#### Required work
Please write back every entry exactly, character for character.

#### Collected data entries

┄┄┄┄┄┄┄┄┄┄┄┄┄┄┄┄┄┄┄┄

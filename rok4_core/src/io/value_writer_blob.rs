//! This module provides the `ValueWriterBlob` struct for writing values to an in-memory blob of data.
//!
//! # Overview
//!
//! The `ValueWriterBlob` struct allows for writing various data types to an in-memory blob using
//! either little-endian or big-endian byte order. It implements the `ValueWriter` trait to provide
//! methods for writing integers, floating-point numbers, strings, and custom binary formats. The
//! module also provides methods for converting the written data into a `Blob`.
//!
//! # Examples
//!
//! ```rust
//! use rok4_core::{io::{ValueWriter, ValueWriterBlob}, types::Blob};
//! use anyhow::Result;
//!
//! fn main() -> Result<()> {
//!     let mut writer = ValueWriterBlob::new_le();
//!
//!     // Writing a varint
//!     writer.write_varint(1025)?;
//!     assert_eq!(writer.into_blob().into_vec(), vec![0b10000001,0b00001000]);
//!
//!     Ok(())
//! }
//! ```

#![allow(dead_code)]

use super::ValueWriter;
use crate::types::Blob;
use anyhow::Result;
use byteorder::{BigEndian, ByteOrder, LittleEndian};
use std::io::{Cursor, Write};
use std::marker::PhantomData;

/// A struct that provides writing capabilities to an in-memory blob using a specified byte order.
pub struct ValueWriterBlob<E: ByteOrder> {
	_phantom: PhantomData<E>,
	cursor: Cursor<Vec<u8>>,
}

impl<E: ByteOrder> ValueWriterBlob<E> {
	/// Creates a new `ValueWriterBlob` instance.
	///
	/// # Returns
	///
	/// * A new `ValueWriterBlob` instance.
	pub fn new() -> ValueWriterBlob<E> {
		ValueWriterBlob {
			_phantom: PhantomData,
			cursor: Cursor::new(Vec::new()),
		}
	}

	/// Converts the written data into a `Blob`.
	///
	/// # Returns
	///
	/// * A `Blob` containing the written data.
	pub fn into_blob(self) -> Blob {
		Blob::from(self.cursor.into_inner())
	}
}

impl ValueWriterBlob<LittleEndian> {
	/// Creates a new `ValueWriterBlob` instance with little-endian byte order.
	///
	/// # Returns
	///
	/// * A new `ValueWriterBlob` instance with little-endian byte order.
	pub fn new_le() -> ValueWriterBlob<LittleEndian> {
		ValueWriterBlob::new()
	}
}

impl ValueWriterBlob<BigEndian> {
	/// Creates a new `ValueWriterBlob` instance with big-endian byte order.
	///
	/// # Returns
	///
	/// * A new `ValueWriterBlob` instance with big-endian byte order.
	pub fn new_be() -> ValueWriterBlob<BigEndian> {
		ValueWriterBlob::new()
	}
}

impl<E: ByteOrder> ValueWriter<E> for ValueWriterBlob<E> {
	fn get_writer(&mut self) -> &mut dyn Write {
		&mut self.cursor
	}

	fn position(&mut self) -> Result<u64> {
		Ok(self.cursor.position())
	}
}

impl<E: ByteOrder> Default for ValueWriterBlob<E> {
	fn default() -> Self {
		Self::new()
	}
}

#[cfg(test)]
mod tests {
	use super::*;
	use crate::types::ByteRange;

	#[test]
	fn test_write_varint() -> Result<()> {
		let mut writer = ValueWriterBlob::<LittleEndian>::new();
		writer.write_varint(300)?;
		assert_eq!(writer.into_blob().into_vec(), vec![0b10101100, 0b00000010]);
		Ok(())
	}

	#[test]
	fn test_write_svarint() -> Result<()> {
		let mut writer = ValueWriterBlob::<LittleEndian>::new();
		writer.write_svarint(-75)?;
		assert_eq!(writer.into_blob().into_vec(), vec![149, 1]);
		Ok(())
	}

	#[test]
	fn test_write_u8() -> Result<()> {
		let mut writer = ValueWriterBlob::<LittleEndian>::new();
		writer.write_u8(255)?;
		assert_eq!(writer.into_blob().into_vec(), vec![0xFF]);
		Ok(())
	}

	#[test]
	fn test_write_i32() -> Result<()> {
		let mut writer = ValueWriterBlob::<LittleEndian>::new();
		writer.write_i32(-1)?;
		assert_eq!(writer.into_blob().into_vec(), vec![0xFF, 0xFF, 0xFF, 0xFF]);
		Ok(())
	}

	#[test]
	fn test_write_f32() -> Result<()> {
		let mut writer = ValueWriterBlob::<LittleEndian>::new();
		writer.write_f32(1.0)?;
		assert_eq!(writer.into_blob().into_vec(), vec![0x00, 0x00, 0x80, 0x3F]);
		Ok(())
	}

	#[test]
	fn test_write_f64() -> Result<()> {
		let mut writer = ValueWriterBlob::<LittleEndian>::new();
		writer.write_f64(1.0)?;
		assert_eq!(
			writer.into_blob().into_vec(),
			vec![0x00, 0x00, 0x00, 0x00, 0x00, 0x00, 0xF0, 0x3F]
		);
		Ok(())
	}

	#[test]
	fn test_write_u32() -> Result<()> {
		let mut writer = ValueWriterBlob::<LittleEndian>::new();
		writer.write_u32(4294967295)?;
		assert_eq!(writer.into_blob().into_vec(), vec![0xFF, 0xFF, 0xFF, 0xFF]);
		Ok(())
	}

	#[test]
	fn test_write_u64() -> Result<()> {
		let mut writer = ValueWriterBlob::<LittleEndian>::new();
		writer.write_u64(18446744073709551615)?;
		assert_eq!(
			writer.into_blob().into_vec(),
			vec![0xFF, 0xFF, 0xFF, 0xFF, 0xFF, 0xFF, 0xFF, 0xFF]
		);
		Ok(())
	}

	#[test]
	fn test_write_blob() -> Result<()> {
		let mut writer = ValueWriterBlob::<LittleEndian>::new();
		let blob = Blob::from(vec![0x01, 0x02, 0x03]);
		writer.write_blob(&blob)?;
		assert_eq!(writer.into_blob().into_vec(), vec![0x01, 0x02, 0x03]);
		Ok(())
	}

	#[test]
	fn test_write_string() -> Result<()> {
		let mut writer = ValueWriterBlob::<LittleEndian>::new();
		writer.write_string("hello")?;
		assert_eq!(writer.into_blob().into_vec(), b"hello");
		Ok(())
	}

	#[test]
	fn test_write_range() -> Result<()> {
		let mut writer = ValueWriterBlob::<LittleEndian>::new();
		let range = ByteRange {
			offset: 1,
			length: 2,
		};
		writer.write_range(&range)?;
		assert_eq!(
			writer.into_blob().into_vec(),
			vec![
				0x01, 0x00, 0x00, 0x00, 0x00, 0x00, 0x00, 0x00, 0x02, 0x00, 0x00, 0x00, 0x00, 0x00,
				0x00, 0x00
			]
		);
		Ok(())
	}

	#[test]
	fn test_write_pbf_key() -> Result<()> {
		let mut writer = ValueWriterBlob::<LittleEndian>::new();
		writer.write_pbf_key(1, 0)?;
		assert_eq!(writer.into_blob().into_vec(), vec![0x08]);
		Ok(())
	}

	#[test]
	fn test_write_pbf_packed_uint32() -> Result<()> {
		let mut writer = ValueWriterBlob::<LittleEndian>::new();
		writer.write_pbf_packed_uint32(&[100, 150, 300])?;
		assert_eq!(writer.into_blob().into_vec(), vec![5, 100, 150, 1, 172, 2]);
		Ok(())
	}

	#[test]
	fn test_write_pbf_string() -> Result<()> {
		let mut writer = ValueWriterBlob::<LittleEndian>::new();
		writer.write_pbf_string("hello")?;
		assert_eq!(
			writer.into_blob().into_vec(),
			vec![0x05, b'h', b'e', b'l', b'l', b'o']
		);
		Ok(())
	}

	#[test]
	fn test_write_pbf_blob() -> Result<()> {
		let mut writer = ValueWriterBlob::<LittleEndian>::new();
		let blob = Blob::from(vec![0x01, 0x02, 0x03]);
		writer.write_pbf_blob(&blob)?;
		assert_eq!(writer.into_blob().into_vec(), vec![0x03, 0x01, 0x02, 0x03]);
		Ok(())
	}
}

┄┄┄┄┄┄┄┄┄┄┄┄┄┄┄┄┄┄┄┄

#### Written response
filename rok4_core/src/io/value_writer_blob.rs
//! This module provides the `ValueWriterBlob` struct for writing values to an in-memory blob of data.
//!
//! # Overview
//!
//! The `ValueWriterBlob` struct allows for writing various data types to an in-memory blob using
//! either little-endian or big-endian byte order. It implements the `ValueWriter` trait to provide
//! methods for writing integers, floating-point numbers, strings, and custom binary formats. The
//! module also provides methods for converting the written data into a `Blob`.
//!
//! # Examples
//!
//! ```rust
//! use rok4_core::{io::{ValueWriter, ValueWriterBlob}, types::Blob};
//! use anyhow::Result;
//!
//! fn main() -> Result<()> {
//!     let mut writer = ValueWriterBlob::new_le();
//!
//!     // Writing a varint
//!     writer.write_varint(1025)?;
//!     assert_eq!(writer.into_blob().into_vec(), vec![0b10000001,0b00001000]);
//!
//!     Ok(())
//! }
//! ```

#![allow(dead_code)]

use super::ValueWriter;
use crate::types::Blob;
use anyhow::Result;
use byteorder::{BigEndian, ByteOrder, LittleEndian};
use std::io::{Cursor, Write};
use std::marker::PhantomData;

/// A struct that provides writing capabilities to an in-memory blob using a specified byte order.
pub struct ValueWriterBlob<E: ByteOrder> {
	_phantom: PhantomData<E>,
	cursor: Cursor<Vec<u8>>,
}

impl<E: ByteOrder> ValueWriterBlob<E> {
	/// Creates a new `ValueWriterBlob` instance.
	///
	/// # Returns
	///
	/// * A new `ValueWriterBlob` instance.
	pub fn new() -> ValueWriterBlob<E> {
		ValueWriterBlob {
			_phantom: PhantomData,
			cursor: Cursor::new(Vec::new()),
		}
	}

	/// Converts the written data into a `Blob`.
	///
	/// # Returns
	///
	/// * A `Blob` containing the written data.
	pub fn into_blob(self) -> Blob {
		Blob::from(self.cursor.into_inner())
	}
}

impl ValueWriterBlob<LittleEndian> {
	/// Creates a new `ValueWriterBlob` instance with little-endian byte order.
	///
	/// # Returns
	///
	/// * A new `ValueWriterBlob` instance with little-endian byte order.
	pub fn new_le() -> ValueWriterBlob<LittleEndian> {
		ValueWriterBlob::new()
	}
}

impl ValueWriterBlob<BigEndian> {
	/// Creates a new `ValueWriterBlob` instance with big-endian byte order.
	///
	/// # Returns
	///
	/// * A new `ValueWriterBlob` instance with big-endian byte order.
	pub fn new_be() -> ValueWriterBlob<BigEndian> {
		ValueWriterBlob::new()
	}
}

impl<E: ByteOrder> ValueWriter<E> for ValueWriterBlob<E> {
	fn get_writer(&mut self) -> &mut dyn Write {
		&mut self.cursor
	}

	fn position(&mut self) -> Result<u64> {
		Ok(self.cursor.position())
	}
}

impl<E: ByteOrder> Default for ValueWriterBlob<E> {
	fn default() -> Self {
		Self::new()
	}
}

#[cfg(test)]
mod tests {
	use super::*;
	use crate::types::ByteRange;

	#[test]
	fn test_write_varint() -> Result<()> {
		let mut writer = ValueWriterBlob::<LittleEndian>::new();
		writer.write_varint(300)?;
		assert_eq!(writer.into_blob().into_vec(), vec![0b10101100, 0b00000010]);
		Ok(())
	}

	#[test]
	fn test_write_svarint() -> Result<()> {
		let mut writer = ValueWriterBlob::<LittleEndian>::new();
		writer.write_svarint(-75)?;
		assert_eq!(writer.into_blob().into_vec(), vec![149, 1]);
		Ok(())
	}

	#[test]
	fn test_write_u8() -> Result<()> {
		let mut writer = ValueWriterBlob::<LittleEndian>::new();
		writer.write_u8(255)?;
		assert_eq!(writer.into_blob().into_vec(), vec![0xFF]);
		Ok(())
	}

	#[test]
	fn test_write_i32() -> Result<()> {
		let mut writer = ValueWriterBlob::<LittleEndian>::new();
		writer.write_i32(-1)?;
		assert_eq!(writer.into_blob().into_vec(), vec![0xFF, 0xFF, 0xFF, 0xFF]);
		Ok(())
	}

	#[test]
	fn test_write_f32() -> Result<()> {
		let mut writer = ValueWriterBlob::<LittleEndian>::new();
		writer.write_f32(1.0)?;
		assert_eq!(writer.into_blob().into_vec(), vec![0x00, 0x00, 0x80, 0x3F]);
		Ok(())
	}

	#[test]
	fn test_write_f64() -> Result<()> {
		let mut writer = ValueWriterBlob::<LittleEndian>::new();
		writer.write_f64(1.0)?;
		assert_eq!(
			writer.into_blob().into_vec(),
			vec![0x00, 0x00, 0x00, 0x00, 0x00, 0x00, 0xF0, 0x3F]
		);
		Ok(())
	}

	#[test]
	fn test_write_u32() -> Result<()> {
		let mut writer = ValueWriterBlob::<LittleEndian>::new();
		writer.write_u32(4294967295)?;
		assert_eq!(writer.into_blob().into_vec(), vec![0xFF, 0xFF, 0xFF, 0xFF]);
		Ok(())
	}

	#[test]
	fn test_write_u64() -> Result<()> {
		let mut writer = ValueWriterBlob::<LittleEndian>::new();
		writer.write_u64(18446744073709551615)?;
		assert_eq!(
			writer.into_blob().into_vec(),
			vec![0xFF, 0xFF, 0xFF, 0xFF, 0xFF, 0xFF, 0xFF, 0xFF]
		);
		Ok(())
	}

	#[test]
	fn test_write_blob() -> Result<()> {
		let mut writer = ValueWriterBlob::<LittleEndian>::new();
		let blob = Blob::from(vec![0x01, 0x02, 0x03]);
		writer.write_blob(&blob)?;
		assert_eq!(writer.into_blob().into_vec(), vec![0x01, 0x02, 0x03]);
		Ok(())
	}

	#[test]
	fn test_write_string() -> Result<()> {
		let mut writer = ValueWriterBlob::<LittleEndian>::new();
		writer.write_string("hello")?;
		assert_eq!(writer.into_blob().into_vec(), b"hello");
		Ok(())
	}

	#[test]
	fn test_write_range() -> Result<()> {
		let mut writer = ValueWriterBlob::<LittleEndian>::new();
		let range = ByteRange {
			offset: 1,
			length: 2,
		};
		writer.write_range(&range)?;
		assert_eq!(
			writer.into_blob().into_vec(),
			vec![
				0x01, 0x00, 0x00, 0x00, 0x00, 0x00, 0x00, 0x00, 0x02, 0x00, 0x00, 0x00, 0x00, 0x00,
				0x00, 0x00
			]
		);
		Ok(())
	}

	#[test]
	fn test_write_pbf_key() -> Result<()> {
		let mut writer = ValueWriterBlob::<LittleEndian>::new();
		writer.write_pbf_key(1, 0)?;
		assert_eq!(writer.into_blob().into_vec(), vec![0x08]);
		Ok(())
	}

	#[test]
	fn test_write_pbf_packed_uint32() -> Result<()> {
		let mut writer = ValueWriterBlob::<LittleEndian>::new();
		writer.write_pbf_packed_uint32(&[100, 150, 300])?;
		assert_eq!(writer.into_blob().into_vec(), vec![5, 100, 150, 1, 172, 2]);
		Ok(())
	}

	#[test]
	fn test_write_pbf_string() -> Result<()> {
		let mut writer = ValueWriterBlob::<LittleEndian>::new();
		writer.write_pbf_string("hello")?;
		assert_eq!(
			writer.into_blob().into_vec(),
			vec![0x05, b'h', b'e', b'l', b'l', b'o']
		);
		Ok(())
	}

	#[test]
	fn test_write_pbf_blob() -> Result<()> {
		let mut writer = ValueWriterBlob::<LittleEndian>::new();
		let blob = Blob::from(vec![0x01, 0x02, 0x03]);
		writer.write_pbf_blob(&blob)?;
		assert_eq!(writer.into_blob().into_vec(), vec![0x03, 0x01, 0x02, 0x03]);
		Ok(())
	}
}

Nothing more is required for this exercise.